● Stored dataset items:
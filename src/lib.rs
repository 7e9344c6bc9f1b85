pub mod api;
pub mod catalog;
pub mod config;
pub mod errors;
pub mod preview;
pub mod prompt;
pub mod render;
pub mod repo;
pub mod transactions;
pub mod utils;
pub mod verify;
pub mod vfs;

● Task: Exactly reproduce every line of the data above.

● Your solution:
filename src/lib.rs
repository 7e9344c6bc9f1b85
pub mod api;
pub mod catalog;
pub mod config;
pub mod errors;
pub mod preview;
pub mod prompt;
pub mod render;
pub mod repo;
pub mod transactions;
pub mod utils;
pub mod verify;
pub mod vfs;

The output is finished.